Re: [PATCH] MTD-NAND: Changes to read_page APIs to support NAND_ECC_HW_SYNDROME mode on TI DaVinci DM355

From: David Brownell
Date: Mon Apr 06 2009 - 22:20:49 EST


On Monday 06 April 2009, Thomas Gleixner wrote:
> David, Sneha,
>
> I'm answering both mails in one go.
>
> On Sun, 5 Apr 2009, David Brownell wrote:
>
> > On Wednesday 01 April 2009, nsnehaprabha@xxxxxx wrote:
> > > From: Sneha Narnakaje <nsnehaprabha@xxxxxx>
> > >
> > > The NAND controller on TI DaVinci DM355 supports NAND devices
> > > with large page size (2K and 4K), but the HW ECC is handled
> > > for every 512byte read/write chunks. The current HW_SYNDROME
> > > read_page/write_page APIs in the NAND core (nand_base) use the
> > > "infix OOB" scheme.
>
> For a damned good reason. If you want to use HW_SYNDROME mode then you
> better have the syndrome right after the data.
>
> data - ecc - data - ecc ...
>
> That's how HW_SYNDROME generators work. It's not about the write side,
> It's about the read side. You read n bytes of data and m btes of ecc
> in _ONE_ go

Nit: the current code issues up to four read_buf() calls there, not
one; always at least two: data, prepad, ecc, postpad (pads optional).
The write side is relevant since it's got to issue matching writes.

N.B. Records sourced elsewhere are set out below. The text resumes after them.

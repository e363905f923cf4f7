//! # 데이터 모델 모듈
//!
//! 애플리케이션에서 사용하는 데이터 구조체들을 정의합니다.
//! - `chapter`: 챕터와 챕터 버전
//! - `diff`: 라인 diff 결과, 통계, 렌더링용 뷰
//! - `draft`: 자동 저장 초안
//!
//! `pub use X::*;`로 재공개하므로 `crate::models::DiffLine`처럼 짧게 접근합니다.

pub mod chapter;
pub mod diff;
pub mod draft;

pub use chapter::*;
pub use diff::*;
pub use draft::*;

Which causes another little issue: the pre-pad may be ECC-protected,
but parts of the MTD stack don't entirely seem prepared for that. As
in, it looks like some code assumes writing prepad won't affect ECC.
They may write it ... causing up to 8*6 = 48 bits of ECC error in this
case, more than can be corrected. (I think that would be tools, not
normal kernel code.)


> and the hardware will tell you whether there is a bit flip
> or not. You can even do full hardware error correction this way. And
> it has been done.
>
> See also: http://linux-mtd.infradead.org/tech/mtdnand/x111.html#AEN140

That information is partially obsolete. Those NAND_ECC_HWx_y
constants are gone, the method names changed too. And I think
the current code tolerates BCH and other ECC schemes not just
the Reed-Solomon subset.

FWIW, this hardware would be NAND_ECC_HW10_518; not one of those
now-obsolete constants. Yes; 518, == 512 + 6, so the data and
"prepad" can all be ECC-protected.

And of course, the point of this patch is to support the read
side *without* forcing that "choice" of "infix OOB".

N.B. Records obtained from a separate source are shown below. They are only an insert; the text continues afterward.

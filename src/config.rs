//! # 애플리케이션 설정(Configuration) 모듈
//!
//! 환경변수에서 서버 설정값을 읽어오는 모듈입니다.
//! `.env` 파일이나 시스템 환경변수에서 값을 가져옵니다.
//!
//! 설정 항목:
//! - `DATABASE_URL`: SQLite 데이터베이스 경로 (필수)
//! - `JWT_SECRET`: 액세스 토큰 검증에 사용할 비밀키 (필수)
//! - `HOST`: 서버 바인딩 주소
//! - `PORT`: 서버 포트 번호
//! - `MAX_CHAPTER_VERSIONS`: 챕터당 보관할 최대 버전 수 (최소 1)
//! - `MAX_DIFF_LINES`: diff 입력 한쪽의 최대 줄 수
//! - `MAX_DIFF_CELLS`: LCS 테이블 칸 수 `(m+1)·(n+1)` 상한
//! - `FRONTEND_DIST`: 프론트엔드 빌드 결과 디렉토리

use std::env;
use std::str::FromStr;

/// 기본 챕터 버전 보관 개수
pub const DEFAULT_MAX_CHAPTER_VERSIONS: u32 = 50;
/// 기본 diff 줄 수 제한
pub const DEFAULT_MAX_DIFF_LINES: usize = 5000;
/// 기본 LCS 테이블 칸 수 제한 (64비트에서 약 32MB)
pub const DEFAULT_MAX_DIFF_CELLS: usize = 4_000_000;

/// 애플리케이션 전체 설정을 담는 구조체
///
/// 서버 시작 시 환경변수에서 한 번 읽어온 후,
/// 애플리케이션 전체에서 공유됩니다.
#[derive(Debug, Clone)]
pub struct Config {
    /// SQLite 데이터베이스 파일 경로 (예: "sqlite:data/storychain.db")
    pub database_url: String,
    /// 액세스 토큰 서명 검증에 사용하는 비밀키
    pub jwt_secret: String,
    /// 서버가 바인딩할 호스트 주소 (기본값: "0.0.0.0")
    pub host: String,
    /// 서버 포트 번호 (기본값: 3000)
    pub port: u16,
    pub max_chapter_versions: u32,
    pub max_diff_lines: usize,
    pub max_diff_cells: usize,
    /// 기본값: "../frontend/dist"
    pub frontend_dist: String,
}

impl Config {
    /// 환경변수에서 설정값을 읽어 Config 인스턴스를 생성합니다.
    ///
    /// # 에러
    /// `DATABASE_URL`과 `JWT_SECRET`은 필수이며, 없으면 에러가 발생합니다.
    /// 나머지 설정은 기본값이 있고, 숫자 파싱에 실패해도 기본값을 씁니다.
    pub fn from_env() -> Result<Self, env::VarError> {
        Self::from_lookup(|key| env::var(key).ok())
    }

    /// `lookup`으로 값을 읽어 설정을 만듭니다. 테스트는 프로세스 환경변수 대신 맵을 넘깁니다.
    ///
    /// 버전 보관 개수는 최소 1로 올립니다. 0이면 방금 남긴 스냅샷까지 정리되기 때문입니다.
    pub fn from_lookup(lookup: impl Fn(&str) -> Option<String>) -> Result<Self, env::VarError> {
        let required = |key: &str| lookup(key).ok_or(env::VarError::NotPresent);
        let parse_or = |key: &str, default| {
            lookup(key)
                .and_then(|value| parse_value(&value))
                .unwrap_or(default)
        };

        Ok(Self {
            database_url: required("DATABASE_URL")?,
            jwt_secret: required("JWT_SECRET")?,
            host: lookup("HOST").unwrap_or_else(|| "0.0.0.0".to_string()),
            port: lookup("PORT")
                .and_then(|value| parse_value(&value))
                .unwrap_or(3000),
            max_chapter_versions: lookup("MAX_CHAPTER_VERSIONS")
                .and_then(|value| parse_value(&value))
                .unwrap_or(DEFAULT_MAX_CHAPTER_VERSIONS)
                .max(1),
            max_diff_lines: parse_or("MAX_DIFF_LINES", DEFAULT_MAX_DIFF_LINES),
            max_diff_cells: parse_or("MAX_DIFF_CELLS", DEFAULT_MAX_DIFF_CELLS),
            frontend_dist: lookup("FRONTEND_DIST")
                .unwrap_or_else(|| "../frontend/dist".to_string()),
        })
    }

    /// `host:port` 형태의 바인딩 주소
    pub fn bind_addr(&self) -> String {
        format!("{}:{}", self.host, self.port)
    }
}

fn parse_value<T: FromStr>(value: &str) -> Option<T> {
    value.trim().parse().ok()
}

> > Makes me wonder if there should be a new NAND_ECC_HW_* mode,
> > which doesn't use "infix OOB" ... since that's the problem.
> >
> > Given bugs recently uncovered in that area, it seems that
> > these DaVinci chips may be the first to use ECC_HW_SYNDROME
> > in multi-chunk mode (and thus "infix OOB" in its full glory,
> > rather than single-chunk subset which matches traditional
> > layout with OOB at the end).
>
> Sorry, HW_SYNDROME was used in multi chunk mode from the very
> beginning. See above.

That's hard to believe; 52ff49df7fab18e56fa31b43143c4150c2547836
merged today. Lack of that pretty much trashed a 2 GByte NAND
chip I have ... the standard raw page r/w calls ignored multi chunk
layout issues, so the BBT detection lost horribly. Trashed the
existing BBT table -- EVERY TIME IT BOOTED. Data corruption bugs
like that, and "code in use", do not mix at all convincingly.

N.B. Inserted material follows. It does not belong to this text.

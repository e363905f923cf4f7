//! # 미들웨어 모듈
//!
//! - `auth`: 베어러 토큰을 검증해 `AuthUser`를 꺼내는 Extractor

pub mod auth;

The main current in-tree HW_SYNDROME driver is cafe_nand ... which
looks to force single-chunk mode.

Maybe bugs crept in over time. The other two drivers using that
code (referenced in the URL above) are from the days when large
page chips weren't routine. Diskonchip is now obsolete (and the
docs I've found refer to 512 byte pages, single-chunk territory);
and that "AND" flash (not NAND!) stuff is at best rare. Hence my
assumption that multi-chunk mode has never actually been used, even
if the code has been in place.


> If your device does not do that or you do not want to utilize it for
> whatever reasons then just use the NAND_ECC_HW mode which lets you
> place your ECC data where ever you want.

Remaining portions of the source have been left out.